__Stored data entries__.
###

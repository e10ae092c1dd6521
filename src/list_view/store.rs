//! Host-side list view state.
//!
//! This module owns everything the renderer reads but never writes:
//! - Expansion state (absent entry means expanded)
//! - Selection set
//! - Drag state
//!
//! `ListViewStore` bundles them and bumps a version on every effective
//! mutation, so caches keyed on the version stay valid between frames.

use std::collections::{HashMap, HashSet};

use crate::list_view::context::ListViewContext;
use crate::list_view::host::{HostIntent, ListViewHost};
use crate::traits::BlockId;

/// Per-block expanded flag.
#[derive(Debug, Clone, Default, PartialEq, Eq)]
pub struct ExpansionState {
    entries: HashMap<BlockId, bool>,
}

impl ExpansionState {
    pub fn new() -> Self {
        Self::default()
    }

    /// Returns the recorded flag, if the block has one.
    pub fn get(&self, id: BlockId) -> Option<bool> {
        self.entries.get(&id).copied()
    }

    /// Returns the effective flag; blocks without an entry are expanded.
    pub fn is_expanded(&self, id: BlockId) -> bool {
        self.get(id).unwrap_or(true)
    }

    /// Records a flag.
    ///
    /// # Returns
    /// `true` if the recorded entry changed.
    pub fn set(&mut self, id: BlockId, expanded: bool) -> bool {
        self.entries.insert(id, expanded) != Some(expanded)
    }

    pub fn expand(&mut self, id: BlockId) -> bool {
        self.set(id, true)
    }

    pub fn collapse(&mut self, id: BlockId) -> bool {
        self.set(id, false)
    }

    /// Forgets every entry, returning all blocks to the expanded default.
    pub fn clear(&mut self) {
        self.entries.clear();
    }

    pub fn len(&self) -> usize {
        self.entries.len()
    }

    pub fn is_empty(&self) -> bool {
        self.entries.is_empty()
    }
}

impl FromIterator<(BlockId, bool)> for ExpansionState {
    fn from_iter<T: IntoIterator<Item = (BlockId, bool)>>(iter: T) -> Self {
        Self {
            entries: iter.into_iter().collect(),
        }
    }
}

/// Currently selected blocks.
///
/// The first selected block is the primary selection shown in the details
/// panel; additional blocks come from ctrl-click.
#[derive(Debug, Clone, Default, PartialEq, Eq)]
pub struct SelectionSet {
    ids: HashSet<BlockId>,
    primary: Option<BlockId>,
}

impl SelectionSet {
    pub fn new() -> Self {
        Self::default()
    }

    pub fn contains(&self, id: BlockId) -> bool {
        self.ids.contains(&id)
    }

    pub fn primary(&self) -> Option<BlockId> {
        self.primary
    }

    pub fn len(&self) -> usize {
        self.ids.len()
    }

    pub fn is_empty(&self) -> bool {
        self.ids.is_empty()
    }

    pub fn iter(&self) -> impl Iterator<Item = BlockId> + '_ {
        self.ids.iter().copied()
    }

    /// Replaces the selection with a single block.
    ///
    /// # Returns
    /// `true` if the selection changed.
    pub fn select_only(&mut self, id: BlockId) -> bool {
        if self.primary == Some(id) && self.ids.len() == 1 {
            return false;
        }
        self.ids.clear();
        self.ids.insert(id);
        self.primary = Some(id);
        true
    }

    /// Adds or removes one block, keeping the rest of the selection.
    pub fn toggle(&mut self, id: BlockId) {
        if self.ids.remove(&id) {
            if self.primary == Some(id) {
                self.primary = self.ids.iter().min().copied();
            }
        } else {
            self.ids.insert(id);
            if self.primary.is_none() {
                self.primary = Some(id);
            }
        }
    }

    pub fn clear(&mut self) -> bool {
        let changed = !self.ids.is_empty();
        self.ids.clear();
        self.primary = None;
        changed
    }
}

impl FromIterator<BlockId> for SelectionSet {
    fn from_iter<T: IntoIterator<Item = BlockId>>(iter: T) -> Self {
        let mut set = SelectionSet::new();
        for id in iter {
            if !set.contains(id) {
                set.toggle(id);
            }
        }
        set
    }
}

/// The block currently being dragged, if any.
#[derive(Debug, Clone, Copy, Default, PartialEq, Eq)]
pub struct DragState {
    dragging_id: Option<BlockId>,
}

impl DragState {
    pub fn dragging_id(&self) -> Option<BlockId> {
        self.dragging_id
    }

    pub fn is_dragging(&self) -> bool {
        self.dragging_id.is_some()
    }

    pub fn start(&mut self, id: BlockId) -> bool {
        let changed = self.dragging_id != Some(id);
        self.dragging_id = Some(id);
        changed
    }

    /// Ends the drag of `id`. A stale end for another block is ignored.
    pub fn end(&mut self, id: BlockId) -> bool {
        if self.dragging_id == Some(id) {
            self.dragging_id = None;
            true
        } else {
            false
        }
    }
}

/// Versioned owner of expansion, selection and drag state.
#[derive(Debug, Clone, Default)]
pub struct ListViewStore {
    expansion: ExpansionState,
    selection: SelectionSet,
    drag: DragState,
    version: u64,
}

impl ListViewStore {
    pub fn new() -> Self {
        Self::default()
    }

    // ===== Queries =====

    pub fn expansion(&self) -> &ExpansionState {
        &self.expansion
    }

    pub fn selection(&self) -> &SelectionSet {
        &self.selection
    }

    pub fn dragging_id(&self) -> Option<BlockId> {
        self.drag.dragging_id()
    }

    /// Monotonic counter bumped on every effective mutation.
    pub fn version(&self) -> u64 {
        self.version
    }

    /// Builds the read-only snapshot a render pass works from.
    pub fn context(&self, is_tree_grid_mounted: bool, use_animation: bool) -> ListViewContext<'_> {
        ListViewContext {
            expanded_state: &self.expansion,
            selected: &self.selection,
            is_tree_grid_mounted,
            use_animation,
        }
    }

    // ===== Mutations =====

    /// Adds or removes a block from a multi-selection.
    pub fn toggle_selection(&mut self, id: BlockId) {
        self.selection.toggle(id);
        log::debug!("Toggled selection of block {}", id);
        self.bump();
    }

    pub fn clear_selection(&mut self) {
        if self.selection.clear() {
            self.bump();
        }
    }

    /// Collapses every listed block.
    pub fn collapse_all<I: IntoIterator<Item = BlockId>>(&mut self, ids: I) {
        let mut changed = false;
        for id in ids {
            changed |= self.expansion.collapse(id);
        }
        if changed {
            log::debug!("Collapsed all blocks");
            self.bump();
        }
    }

    /// Drops every recorded expansion entry so all blocks are expanded again.
    pub fn expand_all(&mut self) {
        if !self.expansion.is_empty() {
            self.expansion.clear();
            log::debug!("Expanded all blocks");
            self.bump();
        }
    }

    /// Applies intents collected during a render pass, in order.
    pub fn apply(&mut self, intents: impl IntoIterator<Item = HostIntent>) {
        for intent in intents {
            intent.apply_to(self);
        }
    }

    /// Clears all state, e.g. when a new document is loaded.
    pub fn reset(&mut self) {
        self.expansion.clear();
        self.selection.clear();
        self.drag = DragState::default();
        self.bump();
    }

    fn bump(&mut self) {
        self.version += 1;
    }
}

impl ListViewHost for ListViewStore {
    fn select_block(&mut self, id: BlockId) {
        if self.selection.select_only(id) {
            log::debug!("Selected block {}", id);
            self.bump();
        }
    }

    fn expand(&mut self, id: BlockId) {
        if self.expansion.expand(id) {
            log::debug!("Expanded block {}", id);
            self.bump();
        }
    }

    fn collapse(&mut self, id: BlockId) {
        if self.expansion.collapse(id) {
            log::debug!("Collapsed block {}", id);
            self.bump();
        }
    }

    fn drag_start(&mut self, id: BlockId) {
        if self.drag.start(id) {
            log::debug!("Started dragging block {}", id);
            self.bump();
        }
    }

    fn drag_end(&mut self, id: BlockId) {
        if self.drag.end(id) {
            log::debug!("Stopped dragging block {}", id);
            self.bump();
        }
    }
}
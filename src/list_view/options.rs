use serde::{Deserialize, Serialize};

/// Per-branch rendering switches.
#[derive(Debug, Clone, Copy, PartialEq, Eq, Serialize, Deserialize)]
#[serde(default)]
pub struct BranchOptions {
    /// Offer a trailing "add block" row under the selected parent.
    pub show_appender: bool,
    /// Show the move up/down buttons on each row.
    pub show_block_movers: bool,
    /// Render inner blocks at all.
    pub show_nested_blocks: bool,
}

impl Default for BranchOptions {
    fn default() -> Self {
        Self {
            show_appender: true,
            show_block_movers: true,
            show_nested_blocks: true,
        }
    }
}

/// User-facing list view settings, persisted by the viewer.
#[derive(Debug, Clone, Copy, PartialEq, Eq, Serialize, Deserialize)]
#[serde(default)]
pub struct ListViewSettings {
    pub options: BranchOptions,
    /// Materialize only the rows inside the scroll window.
    pub windowing: bool,
    /// Animate expand/collapse transitions.
    pub use_animation: bool,
}

impl Default for ListViewSettings {
    fn default() -> Self {
        Self {
            options: BranchOptions::default(),
            windowing: true,
            use_animation: true,
        }
    }
}
use serde::{Deserialize, Serialize};
use serde_json::Value;
use std::collections::HashMap;
use std::path::PathBuf;

/// Platform identifier of web-capable builds
pub const WEB_PLATFORM: &str = "web";

/// Transformer configuration shared by every call of a build
#[derive(Debug, Clone, Serialize, Deserialize)]
#[serde(rename_all = "camelCase")]
pub struct TransformerConfig {
    /// Extensions (without the dot) routed to the SVG transformer when `svg-modules` is on
    #[serde(default = "default_svg_extensions")]
    pub svg_extensions: Vec<String>,
    /// Scoped class name pattern for CSS Modules, in lightningcss pattern syntax
    #[serde(default = "default_css_module_pattern")]
    pub css_module_pattern: String,
    /// Extra directories searched by `@use`/`@import` in Sass sources
    #[serde(default)]
    pub sass_load_paths: Vec<PathBuf>,
    /// File in the project root listing CSS-AST plugins
    #[serde(default = "default_css_plugin_config")]
    pub css_plugin_config: String,
}

fn default_svg_extensions() -> Vec<String> {
    vec!["svg".to_string()]
}

fn default_css_module_pattern() -> String {
    "[hash]_[local]".to_string()
}

fn default_css_plugin_config() -> String {
    "postcss.config.json".to_string()
}

impl Default for TransformerConfig {
    fn default() -> Self {
        Self {
            svg_extensions: default_svg_extensions(),
            css_module_pattern: default_css_module_pattern(),
            sass_load_paths: Vec::new(),
            css_plugin_config: default_css_plugin_config(),
        }
    }
}

/// How the bundler intends to use the file
#[derive(Debug, Clone, Copy, PartialEq, Eq, Hash, Default, Serialize, Deserialize)]
#[serde(rename_all = "lowercase")]
pub enum TransformType {
    #[default]
    Module,
    Script,
    /// Generic asset marker
    Asset,
}

#[derive(Debug, Clone, Copy, PartialEq, Eq, Hash, Default, Serialize, Deserialize)]
#[serde(rename_all = "lowercase")]
pub enum Environment {
    Client,
    #[default]
    Other,
}

impl Environment {
    fn from_value(value: &Value) -> Self {
        match value.as_str() {
            Some("client") => Environment::Client,
            _ => Environment::Other,
        }
    }
}

/// Recognized `customTransformOptions` flags.
///
/// Deserialized from the open option bag the bundler forwards: unknown keys
/// are ignored and missing keys keep their inert default.
#[derive(Debug, Clone, Copy, PartialEq, Eq, Default, Serialize, Deserialize)]
#[serde(from = "HashMap<String, Value>")]
pub struct CustomTransformOptions {
    #[serde(rename = "svg-modules")]
    pub svg_modules: bool,
    #[serde(rename = "css-modules")]
    pub css_modules: bool,
    pub environment: Environment,
}

impl From<HashMap<String, Value>> for CustomTransformOptions {
    fn from(bag: HashMap<String, Value>) -> Self {
        Self {
            svg_modules: bag.get("svg-modules").is_some_and(is_truthy),
            css_modules: bag.get("css-modules").is_some_and(is_truthy),
            environment: bag
                .get("environment")
                .map(Environment::from_value)
                .unwrap_or_default(),
        }
    }
}

fn is_truthy(value: &Value) -> bool {
    match value {
        Value::Null => false,
        Value::Bool(b) => *b,
        Value::Number(n) => n.as_f64().is_some_and(|n| n != 0.0),
        Value::String(s) => !s.is_empty() && s != "false" && s != "0",
        Value::Array(_) | Value::Object(_) => true,
    }
}

/// Per-call build options, read-only for the whole transform
#[derive(Debug, Clone, PartialEq, Serialize, Deserialize)]
#[serde(rename_all = "camelCase")]
pub struct TransformOptions {
    pub platform: String,
    #[serde(default)]
    pub dev: bool,
    #[serde(default)]
    pub minify: bool,
    #[serde(rename = "type", default)]
    pub kind: TransformType,
    #[serde(default)]
    pub custom_transform_options: CustomTransformOptions,
}

impl TransformOptions {
    pub fn new(platform: impl Into<String>) -> Self {
        Self {
            platform: platform.into(),
            dev: false,
            minify: false,
            kind: TransformType::Module,
            custom_transform_options: CustomTransformOptions::default(),
        }
    }

    pub fn is_web(&self) -> bool {
        self.platform == WEB_PLATFORM
    }

    pub fn is_client_environment(&self) -> bool {
        self.custom_transform_options.environment == Environment::Client
    }
}

/// Source map segment: generated line, generated column, original line, original column.
/// Lines are 1-based, columns 0-based.
pub type MapSegment = (u32, u32, u32, u32);

#[derive(Debug, Clone, PartialEq, Eq, Serialize, Deserialize)]
pub struct FunctionMap {
    pub names: Vec<String>,
    pub mappings: String,
}

/// Compiled stylesheet riding along a JS module
#[derive(Debug, Clone, PartialEq, Eq, Serialize, Deserialize)]
#[serde(rename_all = "camelCase")]
pub struct CssMetadata {
    pub code: String,
    pub line_count: usize,
    pub map: Vec<MapSegment>,
    pub function_map: Option<FunctionMap>,
}

#[derive(Debug, Clone, PartialEq, Eq, Serialize, Deserialize)]
#[serde(rename_all = "camelCase")]
pub struct OutputData {
    pub code: String,
    pub line_count: usize,
    pub map: Vec<MapSegment>,
    pub function_map: Option<FunctionMap>,
    #[serde(default, skip_serializing_if = "Option::is_none")]
    pub css: Option<CssMetadata>,
}

#[derive(Debug, Clone, Copy, PartialEq, Eq, Hash, Serialize, Deserialize)]
pub enum OutputType {
    #[serde(rename = "js/script")]
    Script,
    #[serde(rename = "js/module")]
    Module,
    #[serde(rename = "js/module/asset")]
    ModuleAsset,
}

impl From<TransformType> for OutputType {
    fn from(kind: TransformType) -> Self {
        match kind {
            TransformType::Module => OutputType::Module,
            TransformType::Script => OutputType::Script,
            TransformType::Asset => OutputType::ModuleAsset,
        }
    }
}

#[derive(Debug, Clone, PartialEq, Eq, Serialize, Deserialize)]
pub struct OutputVariant {
    #[serde(rename = "type")]
    pub kind: OutputType,
    pub data: OutputData,
}

#[derive(Debug, Clone, PartialEq, Eq, Hash, Serialize, Deserialize)]
pub struct Dependency {
    pub name: String,
}

impl Dependency {
    pub fn new(name: impl Into<String>) -> Self {
        Self { name: name.into() }
    }
}

#[derive(Debug, Clone, PartialEq, Eq, Default, Serialize, Deserialize)]
pub struct TransformResponse {
    pub dependencies: Vec<Dependency>,
    pub output: Vec<OutputVariant>,
}
use crate::core::interfaces::TransformWorker;
use crate::core::models::*;
use crate::infrastructure::processors::minifier::OxcMinifier;
use crate::utils::{count_lines, ErrorContext, Logger, Result, TransformError};
use oxc_allocator::Allocator;
use oxc_ast::ast::Statement;
use oxc_parser::Parser;
use oxc_span::SourceType;
use std::path::Path;
use std::sync::Arc;

/// Baseline worker: parses with oxc, collects static dependencies and
/// minifies on request. Unminified code is emitted as written.
#[derive(Clone)]
pub struct OxcTransformWorker {
    minifier: Arc<OxcMinifier>,
}

struct WorkerOutput {
    code: String,
    map: Vec<MapSegment>,
    dependencies: Vec<Dependency>,
}

impl OxcTransformWorker {
    pub fn new() -> Self {
        Self {
            minifier: Arc::new(OxcMinifier::new()),
        }
    }

    fn transform_script(&self, filename: &str, source: &str, minify: bool) -> Result<WorkerOutput> {
        let allocator = Allocator::default();
        // Generated stand-ins keep the stylesheet/SVG filename, which oxc does not know
        let source_type = SourceType::from_path(filename).unwrap_or_default();

        let parse_result = Parser::new(&allocator, source, source_type).parse();

        if !parse_result.errors.is_empty() {
            let errors: Vec<String> = parse_result
                .errors
                .iter()
                .map(|e| format!("{}", e))
                .collect();
            let mut context = ErrorContext::new()
                .with_file(filename)
                .with_snippet(source.to_string());
            let offset = parse_result.errors[0]
                .labels
                .as_ref()
                .and_then(|labels| labels.first())
                .map(|label| label.offset());
            if let Some(offset) = offset {
                let (line, column) = line_column(source, offset);
                context = context.with_location(line, column);
            }

            return Err(TransformError::parse_with_context(errors.join("\n"), context));
        }

        let mut program = parse_result.program;
        let dependencies = collect_dependencies(&program.body);

        let (code, map) = if minify {
            let code = self.minifier.minify_program(&allocator, &mut program);
            Logger::debug(&format!(
                "Minified {}: {:.1}% smaller",
                filename,
                self.minifier.calculate_reduction(source, &code)
            ));
            (code, Vec::new())
        } else {
            (source.to_string(), identity_map(source))
        };

        Ok(WorkerOutput {
            code,
            map,
            dependencies,
        })
    }
}

#[async_trait::async_trait]
impl TransformWorker for OxcTransformWorker {
    async fn transform(
        &self,
        _config: &TransformerConfig,
        project_root: &Path,
        filename: &str,
        data: &[u8],
        options: &TransformOptions,
    ) -> Result<TransformResponse> {
        let _timer = crate::utils::Timer::start(&format!("Worker {}", filename));

        let output = if options.kind == TransformType::Asset {
            let code = asset_registration(project_root, filename)?;
            WorkerOutput {
                map: identity_map(&code),
                code,
                dependencies: Vec::new(),
            }
        } else {
            let source = String::from_utf8(data.to_vec()).map_err(|e| {
                TransformError::parse_with_context(
                    format!("File is not valid UTF-8: {}", e),
                    ErrorContext::new().with_file(filename),
                )
            })?;

            // oxc is CPU bound; keep it off the async executor
            let worker = self.clone();
            let filename = filename.to_string();
            let minify = options.minify;
            tokio::task::spawn_blocking(move || worker.transform_script(&filename, &source, minify))
                .await
                .map_err(|e| TransformError::build(format!("Worker task failed: {}", e)))??
        };

        Ok(TransformResponse {
            dependencies: output.dependencies,
            output: vec![OutputVariant {
                kind: options.kind.into(),
                data: OutputData {
                    line_count: count_lines(&output.code),
                    code: output.code,
                    map: output.map,
                    function_map: None,
                    css: None,
                },
            }],
        })
    }
}

impl Default for OxcTransformWorker {
    fn default() -> Self {
        Self::new()
    }
}

/// Static `import`/`export … from` specifiers in source order, without duplicates
fn collect_dependencies(body: &[Statement<'_>]) -> Vec<Dependency> {
    let mut dependencies: Vec<Dependency> = Vec::new();

    for stmt in body {
        let specifier = match stmt {
            Statement::ImportDeclaration(decl) if !decl.import_kind.is_type() => {
                Some(decl.source.value.as_str())
            }
            Statement::ExportAllDeclaration(decl) if !decl.export_kind.is_type() => {
                Some(decl.source.value.as_str())
            }
            Statement::ExportNamedDeclaration(decl) if !decl.export_kind.is_type() => {
                decl.source.as_ref().map(|source| source.value.as_str())
            }
            _ => None,
        };

        if let Some(name) = specifier {
            if !dependencies.iter().any(|d| d.name == name) {
                dependencies.push(Dependency::new(name));
            }
        }
    }

    dependencies
}

/// 1-based line and column of a byte offset
fn line_column(source: &str, offset: usize) -> (usize, usize) {
    let before = source.get(..offset).unwrap_or(source);
    let line = before.matches('\n').count() + 1;
    let column = before.rsplit('\n').next().map_or(0, |l| l.chars().count()) + 1;
    (line, column)
}

/// One segment per non-empty line, mapping it onto itself
fn identity_map(code: &str) -> Vec<MapSegment> {
    code.lines()
        .enumerate()
        .filter(|(_, line)| !line.is_empty())
        .map(|(i, _)| {
            let line = i as u32 + 1;
            (line, 0, line, 0)
        })
        .collect()
}

/// Module standing in for a binary asset: its location and type, no contents
fn asset_registration(project_root: &Path, filename: &str) -> Result<String> {
    let path = Path::new(filename);
    let relative_dir = path
        .parent()
        .map(|dir| dir.strip_prefix(project_root).unwrap_or(dir))
        .map(|dir| dir.to_string_lossy().replace('\\', "/"))
        .unwrap_or_default();

    let asset = serde_json::json!({
        "__packager_asset": true,
        "name": path.file_stem().and_then(|s| s.to_str()).unwrap_or_default(),
        "type": path.extension().and_then(|s| s.to_str()).unwrap_or_default(),
        "httpServerLocation": format!("/assets/{}", relative_dir.trim_start_matches('/')),
        "fileSystemLocation": project_root.join(&relative_dir).to_string_lossy().to_string(),
    });

    Ok(format!("module.exports = {};", serde_json::to_string(&asset)?))
}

###

__Work required__. Scan the entries above, and wherever a line holds the string "FromIterator", copy it.

__Written solution__.
impl FromIterator<(BlockId, bool)> for ExpansionState {
impl FromIterator<BlockId> for SelectionSet {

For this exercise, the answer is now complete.